The purpose of the OWI was to use mass communication to appeal to both serving soldiers and later, the American population on the reasons for the war; and so it released Prelude to War to further those goals. The film starts by an explanation of how Americans were brought into the war through heroic motives to protect countries unable to protect themselves. The film expresses the view that America had this duty to righteousness and Christian values throughout history, according to the values and the beliefs set forth by the Founding Fathers.

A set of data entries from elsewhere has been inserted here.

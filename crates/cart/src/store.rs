//! The cart state container.
//!
//! [`CartStore`] owns the authoritative in-memory cart. It is constructed
//! explicitly at session start and injected into whatever drives it; several
//! isolated stores can coexist.
//!
//! # Operations
//!
//! - [`CartStore::add_product`] - add one unit, validated against stock
//! - [`CartStore::remove_product`] - drop a line
//! - [`CartStore::update_product_amount`] - set a line's quantity, validated against stock
//!
//! Each operation builds a new snapshot, writes it to storage, and only then
//! publishes it. Failures are converted into [`Notice`](crate::Notice)s
//! and never reach the caller; the `try_*` variants return them instead.
//!
//! Mutations are serialized: an operation holds the mutation lock across its
//! catalog reads, so two interleaved operations never start from the same
//! base snapshot. Reading the cart never waits on that lock.

use std::sync::{PoisonError, RwLock};

use storecart_core::{Cart, LineItem, Product, ProductId, Quantity, StockInfo};
use tokio::sync::Mutex;
use tracing::{debug, info, instrument, warn};

use crate::catalog::Catalog;
use crate::error::{CartError, Result};
use crate::notify::{Notifier, Operation};
use crate::storage::Storage;

/// Storage key holding the cart for `namespace`.
#[must_use]
pub fn storage_key(namespace: &str) -> String {
    format!("{namespace}:cart")
}

/// What a successful operation did.
#[derive(Debug, Clone, Copy, PartialEq, Eq)]
pub enum Outcome {
    /// A new line was appended.
    Added,
    /// An existing line gained one unit.
    Incremented,
    /// A line's quantity was set.
    Updated,
    /// A line was removed.
    Removed,
    /// Nothing changed and nothing was written.
    Unchanged,
}

/// Request to set a line's quantity.
///
/// `amount` is signed: non-positive values are ignored rather than rejected.
#[derive(Debug, Clone, Copy, PartialEq, Eq)]
pub struct UpdateProductAmount {
    pub product_id: ProductId,
    pub amount: i64,
}

/// Cart state manager.
pub struct CartStore<C, S, N> {
    catalog: C,
    storage: S,
    notifier: N,
    key: String,
    snapshot: RwLock<Cart>,
    mutation: Mutex<()>,
}

impl<C, S, N> CartStore<C, S, N>
where
    C: Catalog,
    S: Storage,
    N: Notifier,
{
    /// Open the cart stored under `<namespace>:cart`.
    ///
    /// A missing key yields an empty cart.
    ///
    /// # Errors
    ///
    /// Returns `CartError::CorruptSnapshot` if the stored value is not a valid
    /// cart, or `CartError::Storage` if storage cannot be read.
    pub fn open(catalog: C, storage: S, notifier: N, namespace: &str) -> Result<Self> {
        let key = storage_key(namespace);
        let cart = load(&storage, &key)?;
        info!(key = %key, lines = cart.len(), "Cart loaded");
        Ok(Self::with_cart(catalog, storage, notifier, key, cart))
    }

    /// Like [`open`](Self::open), but replaces a corrupt snapshot with an
    /// empty cart instead of failing.
    ///
    /// # Errors
    ///
    /// Returns `CartError::Storage` if storage cannot be read or the empty
    /// cart cannot be written.
    pub fn open_or_reset(catalog: C, storage: S, notifier: N, namespace: &str) -> Result<Self> {
        let key = storage_key(namespace);
        let cart = match load(&storage, &key) {
            Ok(cart) => cart,
            Err(err @ CartError::CorruptSnapshot { .. }) => {
                warn!(error = %err, "Discarding corrupt cart snapshot");
                let empty = Cart::empty();
                storage.set(&key, &encode(&empty)?)?;
                empty
            }
            Err(err) => return Err(err),
        };
        info!(key = %key, lines = cart.len(), "Cart loaded");
        Ok(Self::with_cart(catalog, storage, notifier, key, cart))
    }

    fn with_cart(catalog: C, storage: S, notifier: N, key: String, cart: Cart) -> Self {
        Self {
            catalog,
            storage,
            notifier,
            key,
            snapshot: RwLock::new(cart),
            mutation: Mutex::new(()),
        }
    }

    /// The current cart snapshot.
    #[must_use]
    pub fn cart(&self) -> Cart {
        self.snapshot
            .read()
            .unwrap_or_else(PoisonError::into_inner)
            .clone()
    }

    /// The storage key this store persists to.
    #[must_use]
    pub fn storage_key(&self) -> &str {
        &self.key
    }

    /// Add one unit of `product_id`, notifying on failure.
    pub async fn add_product(&self, product_id: ProductId) {
        if let Err(err) = self.try_add_product(product_id).await {
            self.report(Operation::Add, product_id, &err);
        }
    }

    /// Remove the line for `product_id`, notifying on failure.
    pub async fn remove_product(&self, product_id: ProductId) {
        if let Err(err) = self.try_remove_product(product_id).await {
            self.report(Operation::Remove, product_id, &err);
        }
    }

    /// Set the quantity of a line, notifying on failure.
    pub async fn update_product_amount(&self, request: UpdateProductAmount) {
        if let Err(err) = self.try_update_product_amount(request).await {
            self.report(Operation::UpdateAmount, request.product_id, &err);
        }
    }

    /// Add one unit of `product_id`.
    ///
    /// Appends a new line with amount 1 if the product is not in the cart,
    /// otherwise increments the existing line.
    ///
    /// # Errors
    ///
    /// Returns `CartError::StockExceeded` if the resulting amount exceeds
    /// stock, or the catalog/storage error that aborted the operation. The
    /// cart is unchanged on error.
    #[instrument(skip(self), fields(key = %self.key))]
    pub async fn try_add_product(&self, product_id: ProductId) -> Result<Outcome> {
        let _guard = self.mutation.lock().await;

        let (product, stock) = tokio::try_join!(
            self.catalog.product(product_id),
            self.catalog.stock(product_id)
        )?;

        let current = self.cart();
        let (next, outcome) = if let Some(existing) = current.get(product_id) {
            let requested = existing
                .amount
                .checked_increment()
                .ok_or(CartError::StockExceeded {
                    product_id,
                    requested: i64::MAX,
                    available: stock.amount,
                })?;
            ensure_in_stock(product_id, requested.as_i64(), &stock)?;
            let next = current
                .with_amount(product_id, requested)
                .ok_or(CartError::NotInCart(product_id))?;
            (next, Outcome::Incremented)
        } else {
            ensure_in_stock(product_id, Quantity::ONE.as_i64(), &stock)?;
            // Key the line by the requested id even if the record disagrees
            let product = Product {
                id: product_id,
                ..product
            };
            let next = current.with_appended(LineItem::new(product, Quantity::ONE))?;
            (next, Outcome::Added)
        };

        self.commit(next)?;
        debug!(?outcome, "Product added");
        Ok(outcome)
    }

    /// Remove the line for `product_id`, keeping other lines in order.
    ///
    /// # Errors
    ///
    /// Returns `CartError::NotInCart` if there is no such line, or
    /// `CartError::Storage` if the new snapshot cannot be persisted.
    #[instrument(skip(self), fields(key = %self.key))]
    pub async fn try_remove_product(&self, product_id: ProductId) -> Result<Outcome> {
        let _guard = self.mutation.lock().await;

        let next = self
            .cart()
            .without(product_id)
            .ok_or(CartError::NotInCart(product_id))?;

        self.commit(next)?;
        debug!("Product removed");
        Ok(Outcome::Removed)
    }

    /// Set the quantity of an existing line.
    ///
    /// A non-positive amount is a no-op: no catalog read, no write.
    ///
    /// # Errors
    ///
    /// Returns `CartError::StockExceeded` if the amount exceeds stock,
    /// `CartError::NotInCart` if there is no such line, or the
    /// catalog/storage error that aborted the operation.
    #[instrument(skip(self), fields(key = %self.key))]
    pub async fn try_update_product_amount(&self, request: UpdateProductAmount) -> Result<Outcome> {
        let UpdateProductAmount { product_id, amount } = request;
        if amount <= 0 {
            debug!("Ignoring non-positive amount");
            return Ok(Outcome::Unchanged);
        }

        let _guard = self.mutation.lock().await;

        let stock = self.catalog.stock(product_id).await?;
        ensure_in_stock(product_id, amount, &stock)?;
        let amount = Quantity::try_from(amount)?;

        let next = self
            .cart()
            .with_amount(product_id, amount)
            .ok_or(CartError::NotInCart(product_id))?;

        self.commit(next)?;
        debug!("Product amount updated");
        Ok(Outcome::Updated)
    }

    /// Persist `next`, then publish it as the current snapshot.
    fn commit(&self, next: Cart) -> Result<()> {
        self.storage.set(&self.key, &encode(&next)?)?;
        *self
            .snapshot
            .write()
            .unwrap_or_else(PoisonError::into_inner) = next;
        Ok(())
    }

    fn report(&self, operation: Operation, product_id: ProductId, err: &CartError) {
        warn!(
            %operation,
            %product_id,
            error = %err,
            "Cart operation failed"
        );
        for notice in err.notices(operation) {
            self.notifier.notify(notice);
        }
    }
}

fn load<S: Storage>(storage: &S, key: &str) -> Result<Cart> {
    match storage.get(key)? {
        Some(raw) => serde_json::from_str(&raw).map_err(|source| CartError::CorruptSnapshot {
            key: key.to_string(),
            source,
        }),
        None => Ok(Cart::empty()),
    }
}

fn encode(cart: &Cart) -> Result<String> {
    serde_json::to_string(cart).map_err(CartError::Encode)
}

fn ensure_in_stock(product_id: ProductId, requested: i64, stock: &StockInfo) -> Result<()> {
    if stock.covers(requested) {
        Ok(())
    } else {
        Err(CartError::StockExceeded {
            product_id,
            requested,
            available: stock.amount,
        })
    }
}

The film makes use of compare and contrast methods throughout the film to transmit its heroic message. The primary images used within the film to portray the opponents of America are introduced by Henry Wallace as the "free world," a brightly illuminated planet of the Allies, and a "slave world," a planet deep in shadow of the Axis powers. These maps were animated by Walt Disney Productions.

The film examines the differences between the United States and the fascist Axis states of Benito Mussolini, Adolf Hitler and Hirohito by portraying the latter countries working together as gangsters to conquer the world. That is done by footage from Nazi's Triumph des Willens (Triumph of the Will) but with different narration designed to support the Allied cause.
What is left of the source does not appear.